I've tried both, and I'm still not sure. Claude Code steers more towards a hands-off, vibe coding approach, which I often regret later. With Copilot I'm more involved, which feels less 'magical' and takes me more time, but generally does not end in misery.
I'm more curious how Gemini 3 flash lite performs/is priced when it comes out. Because it may be that for most non coding tasks the distinction isn't between pro and flash but between flash and flash lite.
Token usage also needs to be factored in specifically when thinking is enabled, these newer models find more difficult problems easier and use less tokens to solve.
Thanks that was a great breakup of cost. I just assumed before that it was the same pricing. The pricing probably comes from the confidence and the buzz around Gemini 3.0 as one of the best performing models. But competetion is hot in the area and it's not too far where we get similar performing models for cheaper price.

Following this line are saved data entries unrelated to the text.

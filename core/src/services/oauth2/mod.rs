//! OAuth2 token endpoint: refresh token exchange and grant dispatch.

mod audit_context;
mod client_auth;
mod exchange;
mod grant;
mod provider;
mod uris;

pub use audit_context::{AuditContext, RecordingAuditContext, TracingAuditContext, OAUTH2_GRANT};
pub use client_auth::{ClientAuthenticator, SecretClientAuthenticator};
pub use exchange::{RefreshTokenExchange, EXTRA_REFRESH_TOKEN, EXTRA_SCOPE};
pub use grant::{AccessTokenService, GrantTypeHandler, RefreshTokenGrantHandler};
pub use provider::{
    ConfigProviderSettingsFactory, DefaultProviderSettings, ProviderSettings,
    ProviderSettingsFactory,
};
pub use uris::{ConfigUrisFactory, OAuth2Uris, OAuth2UrisFactory};

#[cfg(test)]
mod tests;
//! Shared configuration and wire types for the core token service
//!
//! This crate provides common functionality used across all workspace members:
//! - Configuration types and the layered loader
//! - OAuth2 token-endpoint error body and error codes

pub mod config;
pub mod errors;

// Re-export commonly used items at crate root
pub use config::{
    AppConfig, CacheConfig, ClientConfig, ConfigError, DatabaseConfig, Environment, LogFormat,
    LoggingConfig, OAuth2ProviderConfig, RealmOverride, RealmProviderConfig, ReaperConfig,
    ServerConfig,
};
pub use errors::{error_codes, OAuth2ErrorResponse};
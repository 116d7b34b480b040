//! Database connection pool management
//!
//! Connection pooling using SQLx with MySQL: pool sizing, timeouts,
//! health checks and schema migrations.

use sqlx::{
    mysql::{MySqlConnectOptions, MySqlPoolOptions},
    ConnectOptions, MySqlPool,
};
use std::str::FromStr;
use std::time::Duration;
use tracing::log::LevelFilter;

use cts_shared::DatabaseConfig;

use crate::InfrastructureError;

/// Database connection pool wrapper
///
/// Manages the MySQL connection pool with configurable settings
/// for connection limits, timeouts, and health checks.
#[derive(Clone)]
pub struct DatabasePool {
    /// SQLx MySQL connection pool
    pool: MySqlPool,
    /// Configuration used to create this pool
    config: DatabaseConfig,
}

impl DatabasePool {
    /// Create a new database connection pool
    ///
    /// # Arguments
    /// * `config` - Database configuration settings
    ///
    /// # Returns
    /// * `Result<Self, InfrastructureError>` - Database pool or error
    pub async fn new(config: DatabaseConfig) -> Result<Self, InfrastructureError> {
        tracing::info!(
            max_connections = config.max_connections,
            "Creating database connection pool"
        );

        let connect_options = Self::connect_options(&config)?;

        let pool = MySqlPoolOptions::new()
            .max_connections(config.max_connections)
            .min_connections(config.min_connections)
            .acquire_timeout(Duration::from_secs(config.connect_timeout))
            .idle_timeout(Duration::from_secs(config.idle_timeout))
            .max_lifetime(Duration::from_secs(config.max_lifetime))
            .test_before_acquire(true)
            .connect_with(connect_options)
            .await
            .map_err(|e| {
                tracing::error!(error = %e, "Failed to create database pool");
                InfrastructureError::Database(e)
            })?;

        tracing::info!("Database connection pool created successfully");

        Ok(Self { pool, config })
    }

    /// Parse the configured URL and apply statement logging settings
    pub fn connect_options(config: &DatabaseConfig) -> Result<MySqlConnectOptions, InfrastructureError> {
        let options = MySqlConnectOptions::from_str(&config.url)
            .map_err(|e| InfrastructureError::Config(format!("Invalid database URL: {}", e)))?;

        Ok(if config.enable_logging {
            options
                .log_statements(LevelFilter::Debug)
                .log_slow_statements(LevelFilter::Warn, Duration::from_secs(1))
        } else {
            options.disable_statement_logging()
        })
    }

    /// Get a reference to the underlying SQLx pool
    pub fn get_pool(&self) -> &MySqlPool {
        &self.pool
    }

    pub fn config(&self) -> &DatabaseConfig {
        &self.config
    }

    /// Check if the database connection is healthy
    ///
    /// # Returns
    /// * `Result<bool, InfrastructureError>` - True if healthy, error otherwise
    pub async fn health_check(&self) -> Result<bool, InfrastructureError> {
        tracing::debug!("Performing database health check");

        let value: i32 = sqlx::query_scalar("SELECT 1")
            .fetch_one(&self.pool)
            .await
            .map_err(|e| {
                tracing::error!(error = %e, "Database health check failed");
                InfrastructureError::Database(e)
            })?;

        if value == 1 {
            Ok(true)
        } else {
            tracing::warn!(value, "Database health check returned unexpected value");
            Ok(false)
        }
    }

    /// Current connection pool statistics
    pub fn get_statistics(&self) -> PoolStatistics {
        PoolStatistics {
            connections: self.pool.size(),
            idle_connections: self.pool.num_idle(),
            max_connections: self.pool.options().get_max_connections(),
        }
    }

    /// Close all connections in the pool
    pub async fn close(&self) {
        tracing::info!("Closing database connection pool");
        self.pool.close().await;
    }

    /// Apply the schema migrations shipped in `infra/migrations`
    pub async fn run_migrations(&self) -> Result<(), InfrastructureError> {
        tracing::info!("Running database migrations");
        sqlx::migrate!("./migrations").run(&self.pool).await?;
        tracing::info!("Database migrations completed");
        Ok(())
    }
}

/// Connection pool statistics
#[derive(Debug, Clone, PartialEq, Eq)]
pub struct PoolStatistics {
    /// Total number of connections in the pool
    pub connections: u32,
    /// Number of idle connections
    pub idle_connections: usize,
    /// Maximum allowed connections
    pub max_connections: u32,
}

impl std::fmt::Display for PoolStatistics {
    fn fmt(&self, f: &mut std::fmt::Formatter<'_>) -> std::fmt::Result {
        write!(
            f,
            "Pool Stats: {}/{} connections ({} idle)",
            self.connections, self.max_connections, self.idle_connections
        )
    }
}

The price increase sucks, but you really do get a whole lot more. They also had the "Flash Lite" series, 2.5 Flash Lite is 0.10/M, hopefully we see something like 3.0 Flash Lite for .20-.25.
Mostly at the time of release except for 1.5 Flash which got a price drop in Aug 2024.
Google has been discontinuing older models after several months of transition period so I would expect the same for the 2.5 models. But that process only starts when the release version of 3 models is out (pro and flash are in preview right now).
There are plenty. But it's not the comparison you want to be making. There is too much variability between the number of tokens used for a single response, especially once reasoning models became a thing. And it gets even worse when you put the models into a variable length output loop.
You really need to look at the cost per task. artificialanalysis.ai has a good composite score, measures the cost of running all the benchmarks, and has 2d a intelligence vs. cost graph.
Claude is just so good. Every time I try moving to ChatGPT or Gemini, they end up making concerning decisions. Trust is earned, and Claude has earned a lot of trust from me.
Honestly Google models have this mix of smart/dumb that is scary. Like if the universe is turned into paperclips then it'll probably be Google model.
Well, it depends. Just recently I had Opus 4.1 spend 1.5 hours looking at 600+ sources while doing deep research, only to get back to me with a report consisting of a single sentence: "Full text as above - the comprehensive summary I wrote". Anthropic acknowledged that it was a problem on their side but refused to do anything to make it right, even though all I asked them to do was to adjust the counter so that this attempt doesn't count against their incredibly low limit.
Same here. They have been aggressively increasing prices with each iteration (maybe because they started so low). Still hope that is not the case this time. GPT 5.1 is priced pretty aggressively so maybe that is an incentive to keep the current gemini API prices.
The prompt caching change is awesome for any agent. Claude is far behind with increased costs for caching and manual caching checkpoints. Certainly depends on your application but prompt caching is also ignored in a lot of cost comparisons.
Though to be fair, thinking tokens are also ignored in a lot of cost comparisons and in my experience Claude generally uses fewer thinking tokens for the same intelligence
Since we have cursor people joining, let me bring up my constant problems around applying code changes. For background, I mostly work with "chat":
1. The apply button does not appear. This used to be mostly a problem with Gemini 2.5 Pro and GPT-5 but now sometimes happens with all models. Very annoying because I have to apply manually
2. Cursor doesn't recognize which file to apply changes to and just uses the currently open file. Also very annoying and impossible to change the file to which I want to apply changes after they were applied to one file.
For both of these scenarios, it seems to happen when the context limit is getting full and the context is summarized. I've found it usually works to respond with the right file, i.e. "great, let's apply those changes in @path/to/file", but it may also be a good time to return to an earlier conversation point by editing one of your previous messages. You might edit the message that got you the response with changes not linked to a specific file, including the file path in that prompt will usually get you back on track.
Voyage models are great in my experience and I am planing to test 3.5. Almost more interested in 3.5-lite though. Great price.
My concern: voyage api has been unreliable. They were bought by mango db, which makes me a little uneasy.
Gemini embeddings look like a great model but it’s in preview and there haven’t been any updates for a while (including at io). Also not sure how committed Google is to embeddings models.